LOUVRE, Paris, 31 mars – 18 juillet 2022

Artiste et lettré, dessinateur virtuose auquel on doit le dogme de la « primauté du dessin » sur la couleur, fondateur des Offices, Vasari a marqué l’histoire de l’art par la rédaction des Vite, biographies de peintres, sculpteurs et architectes de la fin du XIIIe siècle à Michel-Ange ponctuées de détails sur la pratique artistique, de commentaires d’œuvres et d’anecdotes inspirés des multiples renseignements que l’auteur recueille pendant ses années de formation. Les Vite propose une vision cyclique de l’histoire de l’art : apogée gréco-romaine, décadence médiévale, début de renouveau à compter de Cimabue, vers 1260, suivi de Giotto, puis Donatello ou Botticelli au Quattrocento jusqu’à l’aboutissement cinquecentesque qu’incarnent Vinci, Raffaello et Michelangelo.

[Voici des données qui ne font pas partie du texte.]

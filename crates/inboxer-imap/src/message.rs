//! Raw fetched messages as event streams.
//!
//! A [`RawMessage`] yields one [`MessageEvent::Body`] per requested body
//! section and one [`MessageEvent::Attributes`]. The end of the stream is
//! the end of the message.

use std::fmt;

use bytes::Bytes;
use futures::stream::{self, BoxStream, StreamExt};
use futures::Stream;

use crate::Attributes;

/// Section specifier of the message text body.
pub const TEXT_SECTION: &str = "TEXT";

/// Chunks of one body section.
pub type BodyStream = BoxStream<'static, Bytes>;

/// Describes a body section delivered with [`MessageEvent::Body`].
#[derive(Debug, Clone, PartialEq, Eq)]
pub struct BodyInfo {
    /// The section specifier as requested, e.g. `TEXT`.
    pub which: String,
    /// Total size in bytes.
    pub size: usize,
}

/// One event of a raw message.
pub enum MessageEvent {
    /// A body section, delivered as a chunk stream.
    Body {
        /// Which section this is.
        info: BodyInfo,
        /// The section data.
        stream: BodyStream,
    },
    /// Message attributes (UID, flags, dates, ...).
    Attributes(Attributes),
}

impl MessageEvent {
    /// Creates a body event carrying the whole section in one chunk.
    #[must_use]
    pub fn body(which: impl Into<String>, data: impl Into<Bytes>) -> Self {
        let data = data.into();
        Self::Body {
            info: BodyInfo {
                which: which.into(),
                size: data.len(),
            },
            stream: stream::iter([data]).boxed(),
        }
    }
}

impl fmt::Debug for MessageEvent {
    fn fmt(&self, f: &mut fmt::Formatter<'_>) -> fmt::Result {
        match self {
            Self::Body { info, .. } => f.debug_struct("Body").field("info", info).finish(),
            Self::Attributes(attrs) => f.debug_tuple("Attributes").field(attrs).finish(),
        }
    }
}

/// A message as streamed back by a fetch.
pub struct RawMessage {
    events: BoxStream<'static, MessageEvent>,
}

impl RawMessage {
    /// Wraps an event stream.
    pub fn new(events: impl Stream<Item = MessageEvent> + Send + 'static) -> Self {
        Self {
            events: events.boxed(),
        }
    }

    /// Creates a message from events that are all available up front.
    #[must_use]
    pub fn from_events(events: Vec<MessageEvent>) -> Self {
        Self::new(stream::iter(events))
    }

    /// Waits for the next event; `None` marks the end of the message.
    pub async fn next_event(&mut self) -> Option<MessageEvent> {
        self.events.next().await
    }
}

impl fmt::Debug for RawMessage {
    fn fmt(&self, f: &mut fmt::Formatter<'_>) -> fmt::Result {
        f.debug_struct("RawMessage").finish_non_exhaustive()
    }
}
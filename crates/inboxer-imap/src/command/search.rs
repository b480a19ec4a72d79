//! SEARCH criteria.

use std::fmt;

use super::check_inline;
use crate::{Error, Result, UidSet};

/// Search criteria for UID SEARCH.
#[derive(Debug, Clone, Default, PartialEq, Eq)]
pub enum SearchCriteria {
    /// All messages.
    #[default]
    All,
    /// Messages with \Answered flag.
    Answered,
    /// Messages with \Deleted flag.
    Deleted,
    /// Messages with \Flagged flag.
    Flagged,
    /// Messages with \Recent flag but not \Seen.
    New,
    /// Messages without \Seen flag.
    Unseen,
    /// Messages with \Seen flag.
    Seen,
    /// UID set.
    Uid(UidSet),
    /// Subject contains text.
    Subject(String),
    /// From contains text.
    From(String),
    /// To contains text.
    To(String),
    /// Body contains text.
    Body(String),
    /// Text in header or body.
    Text(String),
    /// Messages since date (`1-Feb-2024`).
    Since(String),
    /// Messages before date.
    Before(String),
    /// Messages on date.
    On(String),
    /// Larger than size.
    Larger(u32),
    /// Smaller than size.
    Smaller(u32),
    /// Header field contains value.
    Header(String, String),
    /// AND of criteria.
    And(Vec<Self>),
    /// OR of criteria.
    Or(Box<Self>, Box<Self>),
    /// NOT of criteria.
    Not(Box<Self>),
    /// Search keys passed through verbatim.
    Raw(String),
}

impl SearchCriteria {
    /// Combines two criteria with OR.
    #[must_use]
    pub fn or(self, other: Self) -> Self {
        Self::Or(Box::new(self), Box::new(other))
    }

    /// Negates a criterion.
    #[must_use]
    #[allow(clippy::should_implement_trait)]
    pub fn not(self) -> Self {
        Self::Not(Box::new(self))
    }

    /// Checks that every value can be sent inside a single command line.
    ///
    /// # Errors
    ///
    /// Returns [`Error::InvalidArgument`] for values containing CR, LF, NUL
    /// or non-ASCII characters, and for dates that are not `d-Mon-yyyy` atoms.
    pub fn validate(&self) -> Result<()> {
        match self {
            Self::Subject(s) | Self::From(s) | Self::To(s) | Self::Body(s) | Self::Text(s) => {
                check_inline("search value", s)
            }
            Self::Header(name, value) => {
                check_inline("header name", name)?;
                check_inline("header value", value)
            }
            Self::Since(date) | Self::Before(date) | Self::On(date) => check_date(date),
            Self::Raw(raw) => check_inline("search keys", raw),
            Self::And(criteria) => criteria.iter().try_for_each(Self::validate),
            Self::Or(a, b) => {
                a.validate()?;
                b.validate()
            }
            Self::Not(c) => c.validate(),
            Self::All
            | Self::Answered
            | Self::Deleted
            | Self::Flagged
            | Self::New
            | Self::Unseen
            | Self::Seen
            | Self::Uid(_)
            | Self::Larger(_)
            | Self::Smaller(_) => Ok(()),
        }
    }
}

fn check_date(date: &str) -> Result<()> {
    if !date.is_empty() && date.bytes().all(|b| b.is_ascii_alphanumeric() || b == b'-') {
        Ok(())
    } else {
        Err(Error::InvalidArgument(format!("search date {date:?}")))
    }
}

impl fmt::Display for SearchCriteria {
    fn fmt(&self, f: &mut fmt::Formatter<'_>) -> fmt::Result {
        match self {
            Self::All => f.write_str("ALL"),
            Self::Answered => f.write_str("ANSWERED"),
            Self::Deleted => f.write_str("DELETED"),
            Self::Flagged => f.write_str("FLAGGED"),
            Self::New => f.write_str("NEW"),
            Self::Unseen => f.write_str("UNSEEN"),
            Self::Seen => f.write_str("SEEN"),
            Self::Uid(set) => write!(f, "UID {set}"),
            Self::Subject(s) => write!(f, "SUBJECT {}", Astring(s)),
            Self::From(s) => write!(f, "FROM {}", Astring(s)),
            Self::To(s) => write!(f, "TO {}", Astring(s)),
            Self::Body(s) => write!(f, "BODY {}", Astring(s)),
            Self::Text(s) => write!(f, "TEXT {}", Astring(s)),
            Self::Since(date) => write!(f, "SINCE {date}"),
            Self::Before(date) => write!(f, "BEFORE {date}"),
            Self::On(date) => write!(f, "ON {date}"),
            Self::Larger(size) => write!(f, "LARGER {size}"),
            Self::Smaller(size) => write!(f, "SMALLER {size}"),
            Self::Header(name, value) => write!(f, "HEADER {} {}", Astring(name), Astring(value)),
            Self::And(criteria) if criteria.is_empty() => f.write_str("ALL"),
            Self::And(criteria) => {
                for (i, c) in criteria.iter().enumerate() {
                    if i > 0 {
                        f.write_str(" ")?;
                    }
                    write!(f, "{c}")?;
                }
                Ok(())
            }
            Self::Or(a, b) => write!(f, "OR {} {}", Group(a), Group(b)),
            Self::Not(c) => write!(f, "NOT {}", Group(c)),
            Self::Raw(raw) => f.write_str(raw),
        }
    }
}

/// An atom, or a quoted string when the text needs it.
struct Astring<'a>(&'a str);

impl fmt::Display for Astring<'_> {
    fn fmt(&self, f: &mut fmt::Formatter<'_>) -> fmt::Result {
        let s = self.0;
        if !s.is_empty() && !s.bytes().any(needs_quoting) {
            return f.write_str(s);
        }
        f.write_str("\"")?;
        for c in s.chars() {
            if c == '"' || c == '\\' {
                f.write_str("\\")?;
            }
            write!(f, "{c}")?;
        }
        f.write_str("\"")
    }
}

/// A criterion wrapped in parentheses when it spans several keys.
struct Group<'a>(&'a SearchCriteria);

impl fmt::Display for Group<'_> {
    fn fmt(&self, f: &mut fmt::Formatter<'_>) -> fmt::Result {
        match self.0 {
            SearchCriteria::And(criteria) if criteria.len() > 1 => write!(f, "({})", self.0),
            other => write!(f, "{other}"),
        }
    }
}

/// Returns true if the byte needs quoting.
const fn needs_quoting(b: u8) -> bool {
    matches!(b, b' ' | b'"' | b'\\' | b'(' | b')' | b'{' | b'%' | b'*') || b < 0x20 || b == 0x7F
}
//! Integration tests for the mailbox.
//!
//! These tests drive a [`Mailbox`] against a scripted client that records
//! every call, so no server is needed.

#![allow(clippy::unwrap_used, clippy::expect_used)]

use std::sync::atomic::{AtomicUsize, Ordering};
use std::sync::{Arc, Mutex};
use std::time::Duration;

use async_trait::async_trait;
use futures::stream::{self, StreamExt};
use tokio::sync::broadcast;

use inboxer::{
    ClientFactory, Config, Credentials, Error, FetchOptions, Folder, ImapClient, Mailbox,
    MailboxEvent, SearchCriteria, Security, UidSet,
};
use inboxer_imap::{
    Attributes, FetchStream, MessageEvent, Notification, RawMessage, Result as ImapResult,
};

/// What the scripted client answers.
#[derive(Default)]
struct Script {
    connect_fails: bool,
    open_fails: bool,
    search_result: Vec<u32>,
    /// `(uid, subject, body)` per message returned by every fetch.
    messages: Vec<(u32, &'static str, &'static str)>,
    /// Fail the fetch stream after this many messages.
    fail_after: Option<usize>,
}

/// Shared between the factory and every client it creates.
#[derive(Default)]
struct Recorder {
    calls: Mutex<Vec<String>>,
    options: Mutex<Vec<FetchOptions>>,
    created: AtomicUsize,
}

impl Recorder {
    fn record(&self, call: impl Into<String>) {
        self.calls.lock().unwrap().push(call.into());
    }

    fn calls(&self) -> Vec<String> {
        self.calls.lock().unwrap().clone()
    }

    fn fetches(&self) -> Vec<String> {
        self.calls()
            .into_iter()
            .filter(|c| c.starts_with("fetch"))
            .collect()
    }
}

struct MockClient {
    script: Arc<Script>,
    recorder: Arc<Recorder>,
    notifications: broadcast::Sender<Notification>,
}

impl MockClient {
    fn notify(&self, notification: Notification) {
        let _ = self.notifications.send(notification);
    }
}

fn raw_message(uid: u32, subject: &str, body: &str) -> RawMessage {
    RawMessage::from_events(vec![
        MessageEvent::body(
            "HEADER.FIELDS (FROM TO SUBJECT DATE)",
            format!("Subject: {subject}\r\nTo: someone@example.com\r\n\r\n"),
        ),
        MessageEvent::body("TEXT", body.to_string()),
        MessageEvent::Attributes(Attributes {
            uid: Some(uid),
            seq: uid,
            ..Attributes::default()
        }),
    ])
}

#[async_trait]
impl ImapClient for MockClient {
    async fn connect(&self) -> ImapResult<()> {
        self.recorder.record("connect");
        if self.script.connect_fails {
            return Err(inboxer_imap::Error::Auth("bad credentials".into()));
        }
        Ok(())
    }

    async fn open_box(&self, name: &str, read_only: bool) -> ImapResult<Folder> {
        self.recorder.record(format!("open {name} {read_only}"));
        if self.script.open_fails {
            return Err(inboxer_imap::Error::Io(std::io::Error::other("no such mailbox")));
        }
        Ok(Folder {
            exists: 3,
            ..Folder::new(name, read_only)
        })
    }

    async fn search(&self, criteria: &SearchCriteria) -> ImapResult<Vec<u32>> {
        self.recorder.record(format!("search {criteria}"));
        Ok(self.script.search_result.clone())
    }

    async fn fetch(&self, uids: &UidSet, options: &FetchOptions) -> ImapResult<FetchStream> {
        self.recorder.record(format!("fetch {uids}"));
        self.recorder.options.lock().unwrap().push(options.clone());

        let mut items: Vec<ImapResult<RawMessage>> = self
            .script
            .messages
            .iter()
            .map(|&(uid, subject, body)| Ok(raw_message(uid, subject, body)))
            .collect();
        if let Some(n) = self.script.fail_after {
            items.truncate(n);
            items.push(Err(inboxer_imap::Error::Io(std::io::Error::other("connection reset"))));
        }
        Ok(stream::iter(items).boxed())
    }

    async fn end(&self) -> ImapResult<()> {
        self.recorder.record("end");
        let _ = self.notifications.send(Notification::Close);
        Ok(())
    }

    fn destroy(&self) {
        self.recorder.record("destroy");
    }

    fn notifications(&self) -> broadcast::Receiver<Notification> {
        self.notifications.subscribe()
    }
}

struct MockFactory {
    script: Arc<Script>,
    recorder: Arc<Recorder>,
}

impl ClientFactory for MockFactory {
    type Client = MockClient;

    fn create(&self, _config: &Config) -> MockClient {
        self.recorder.created.fetch_add(1, Ordering::SeqCst);
        let (notifications, _) = broadcast::channel(16);
        MockClient {
            script: Arc::clone(&self.script),
            recorder: Arc::clone(&self.recorder),
            notifications,
        }
    }
}

fn mailbox(script: Script) -> (Mailbox<MockFactory>, Arc<Recorder>) {
    let recorder = Arc::new(Recorder::default());
    let factory = MockFactory {
        script: Arc::new(script),
        recorder: Arc::clone(&recorder),
    };
    let config = Config::builder("imap.example.com")
        .credentials(Credentials::new("user", "secret"))
        .build();
    (Mailbox::with_factory(config, factory), recorder)
}

fn three_messages() -> Script {
    Script {
        messages: vec![
            (1, "first", "see https://one.example"),
            (2, "second", "nothing here"),
            (3, "third", "http://three.example/x and https://four.example"),
        ],
        ..Script::default()
    }
}

async fn next_event(events: &mut broadcast::Receiver<MailboxEvent>) -> MailboxEvent {
    tokio::time::timeout(Duration::from_secs(1), events.recv())
        .await
        .expect("event in time")
        .expect("channel open")
}

#[tokio::test]
async fn test_client_is_created_once_and_recreated_after_destroy() {
    let (mut mailbox, recorder) = mailbox(Script::default());
    assert_eq!(recorder.created.load(Ordering::SeqCst), 0);

    mailbox.connect(false).await.unwrap();
    mailbox.connect(false).await.unwrap();
    assert_eq!(recorder.created.load(Ordering::SeqCst), 1);

    mailbox.destroy();
    assert!(mailbox.folder().is_none());
    assert_eq!(recorder.calls().last().map(String::as_str), Some("destroy"));

    mailbox.client();
    assert_eq!(recorder.created.load(Ordering::SeqCst), 2);
}

#[tokio::test]
async fn test_connect_opens_inbox_and_emits_connected() {
    let (mut mailbox, recorder) = mailbox(Script::default());
    let mut events = mailbox.subscribe();

    let folder = mailbox.connect(true).await.unwrap().folder().cloned().unwrap();
    assert_eq!(folder.name, "INBOX");
    assert!(folder.read_only);
    assert_eq!(recorder.calls(), ["connect", "open INBOX true"]);

    match next_event(&mut events).await {
        MailboxEvent::Connected(connected) => assert_eq!(connected, folder),
        other => panic!("expected connected, got {other:?}"),
    }
}

#[tokio::test]
async fn test_disconnect_clears_folder_and_emits_once() {
    let (mut mailbox, recorder) = mailbox(Script::default());
    mailbox.connect(true).await.unwrap();
    let mut events = mailbox.subscribe();

    mailbox.disconnect().await.unwrap();
    assert!(mailbox.folder().is_none());
    assert_eq!(recorder.calls().last().map(String::as_str), Some("end"));

    assert!(matches!(next_event(&mut events).await, MailboxEvent::Disconnected));
    assert!(matches!(
        events.try_recv(),
        Err(broadcast::error::TryRecvError::Empty)
    ));
}

#[tokio::test]
async fn test_connect_failure_is_returned_and_emitted() {
    let (mut mailbox, recorder) = mailbox(Script {
        connect_fails: true,
        ..Script::default()
    });
    let mut events = mailbox.subscribe();

    let err = mailbox.connect(false).await.unwrap_err();
    assert!(matches!(err, Error::Connection(ref reason) if reason.contains("bad credentials")));
    assert!(mailbox.folder().is_none());
    assert_eq!(recorder.calls(), ["connect"]);

    match next_event(&mut events).await {
        MailboxEvent::Error(emitted) => assert_eq!(emitted, err),
        other => panic!("expected error, got {other:?}"),
    }
}

#[tokio::test]
async fn test_unsupported_security_is_a_config_error() {
    let config = Config::builder("127.0.0.1")
        .security(Security::StartTls)
        .build();
    let mut mailbox = Mailbox::new(config);
    let mut events = mailbox.subscribe();

    let err = mailbox.connect(true).await.unwrap_err();
    assert!(matches!(err, Error::Config(_)));
    assert!(matches!(
        next_event(&mut events).await,
        MailboxEvent::Error(Error::Config(_))
    ));
}

#[tokio::test]
async fn test_folder_open_failure() {
    let (mut mailbox, _) = mailbox(Script {
        open_fails: true,
        ..Script::default()
    });

    let err = mailbox.connect(true).await.unwrap_err();
    assert!(matches!(err, Error::FolderOpen { ref folder, .. } if folder == "INBOX"));
    assert!(mailbox.folder().is_none());
}

#[tokio::test]
async fn test_fetch_ranges() {
    let (mailbox, recorder) = mailbox(Script::default());

    mailbox.fetch(5, None).await.unwrap();
    mailbox.fetch((0, 5), None).await.unwrap();
    mailbox.fetch((2, 5), None).await.unwrap();

    assert_eq!(recorder.fetches(), ["fetch 1:5", "fetch 1:5", "fetch 3:5"]);
}

#[tokio::test]
async fn test_fetch_parses_messages_in_client_order() {
    let (mailbox, _) = mailbox(three_messages());

    let messages = mailbox.fetch(3, None).await.unwrap();

    let subjects: Vec<_> = messages.iter().map(|m| m.subject().unwrap()).collect();
    assert_eq!(subjects, ["first", "second", "third"]);
    assert_eq!(messages[0].recipients(), ["someone@example.com"]);
    assert_eq!(messages[1].uid(), Some(2));
    assert!(messages[1].links().is_empty());
    assert_eq!(
        messages[2].links(),
        ["http://three.example/x", "https://four.example"]
    );
}

#[tokio::test]
async fn test_fetch_defaults_options() {
    let (mailbox, recorder) = mailbox(Script::default());

    mailbox.fetch(1, None).await.unwrap();
    mailbox
        .fetch(1, Some(FetchOptions::new().bodies(["TEXT"])))
        .await
        .unwrap();

    let options = recorder.options.lock().unwrap().clone();
    assert_eq!(
        options[0].body_sections(),
        ["HEADER.FIELDS (FROM TO SUBJECT DATE)", "TEXT"]
    );
    assert!(options[0].structure);
    assert_eq!(options[1].body_sections(), ["TEXT"]);
    assert!(options[1].structure);
}

#[tokio::test]
async fn test_fetch_error_fails_the_call() {
    let (mailbox, _) = mailbox(Script {
        fail_after: Some(1),
        ..three_messages()
    });

    let err = mailbox.fetch(3, None).await.unwrap_err();
    assert!(matches!(err, Error::Fetch(ref reason) if reason.contains("connection reset")));
}

#[tokio::test]
async fn test_search_without_hits_skips_fetch() {
    let (mailbox, recorder) = mailbox(three_messages());

    let messages = mailbox.search(SearchCriteria::Unseen, None).await.unwrap();

    assert!(messages.is_empty());
    assert_eq!(recorder.calls(), ["search UNSEEN"]);
}

#[tokio::test]
async fn test_search_fetches_matches() {
    let (mailbox, recorder) = mailbox(Script {
        search_result: vec![3, 7],
        ..three_messages()
    });

    let messages = mailbox
        .search(SearchCriteria::From("alice@example.com".into()), None)
        .await
        .unwrap();

    assert_eq!(messages.len(), 3);
    assert_eq!(
        recorder.calls(),
        ["search FROM alice@example.com", "fetch 3,7"]
    );
}

#[tokio::test]
async fn test_search_for_identifiers_defaults_to_all() {
    let (mailbox, recorder) = mailbox(Script {
        search_result: vec![1, 2],
        ..Script::default()
    });

    let ids = mailbox.search_for_identifiers(None).await.unwrap();

    assert_eq!(ids, [1, 2]);
    assert_eq!(recorder.calls(), ["search ALL"]);
}

#[tokio::test]
async fn test_watch_fetches_new_mail() {
    let (mut mailbox, recorder) = mailbox(three_messages());
    mailbox.connect(true).await.unwrap();
    let mut events = mailbox.subscribe();

    mailbox.watch(None);
    assert!(mailbox.is_watching());
    mailbox.client().notify(Notification::Mail(2));

    match next_event(&mut events).await {
        MailboxEvent::Messages(messages) => assert_eq!(messages.len(), 3),
        other => panic!("expected messages, got {other:?}"),
    }
    assert_eq!(recorder.fetches(), ["fetch 1:2"]);
}

#[tokio::test]
async fn test_watch_handles_each_new_mail_notification() {
    let (mut mailbox, recorder) = mailbox(three_messages());
    mailbox.connect(true).await.unwrap();
    let mut events = mailbox.subscribe();

    mailbox.watch(None);
    mailbox.client().notify(Notification::Mail(1));
    mailbox.client().notify(Notification::Mail(2));

    for _ in 0..2 {
        match next_event(&mut events).await {
            MailboxEvent::Messages(messages) => assert_eq!(messages.len(), 3),
            other => panic!("expected messages, got {other:?}"),
        }
    }
    let mut fetches = recorder.fetches();
    fetches.sort();
    assert_eq!(fetches, ["fetch 1:1", "fetch 1:2"]);
}

#[tokio::test]
async fn test_watch_reports_failed_fetch() {
    let (mut mailbox, _) = mailbox(Script {
        fail_after: Some(0),
        ..Script::default()
    });
    let mut events = mailbox.subscribe();

    mailbox.watch(None);
    mailbox.client().notify(Notification::Mail(1));

    assert!(matches!(
        next_event(&mut events).await,
        MailboxEvent::Error(Error::Fetch(_))
    ));
}

#[tokio::test]
async fn test_unwatch_stops_fetching() {
    let (mut mailbox, recorder) = mailbox(three_messages());
    let mut events = mailbox.subscribe();

    mailbox.watch(None).unwatch();
    assert!(!mailbox.is_watching());
    mailbox.client().notify(Notification::Mail(1));

    let waited = tokio::time::timeout(Duration::from_millis(50), events.recv()).await;
    assert!(waited.is_err());
    assert!(recorder.fetches().is_empty());
}

#[tokio::test]
async fn test_client_errors_become_events() {
    let (mut mailbox, _) = mailbox(Script::default());
    mailbox.connect(true).await.unwrap();
    let mut events = mailbox.subscribe();

    mailbox
        .client()
        .notify(Notification::Error(Arc::new(inboxer_imap::Error::NotConnected)));

    match next_event(&mut events).await {
        MailboxEvent::Error(Error::Client(reason)) => assert_eq!(reason, "Not connected"),
        other => panic!("expected client error, got {other:?}"),
    }
}

#[tokio::test]
async fn test_use_gmail_before_client_creation() {
    let (mut mailbox, recorder) = mailbox(Script::default());

    mailbox.use_gmail();

    assert_eq!(mailbox.config().host, "imap.gmail.com");
    assert_eq!(mailbox.config().port, 993);
    assert_eq!(recorder.created.load(Ordering::SeqCst), 0);
}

La seconde édition des Vite, publiée en 1568 et augmentée d’une trentaine de nouvelles biographies et de portraits gravés, évoque un libro de’disegni constitué des plus beaux dessins des maîtres dont Vasari rapporte la biographie et l’oeuvre tels que le portrait de vieillard de Ghirlandaio, étude préparatoire au tableau du Louvre (portrait de vieillard et un enfant, 1490) dont l’encadrement est de la main de Vasari, ou encore le portrait de Valerio Belli Vincentino de Parmigianino. En 1563, il crée par ailleurs l’Accademia del disegno à Florence, en partie fondée sur sa collection de dessins.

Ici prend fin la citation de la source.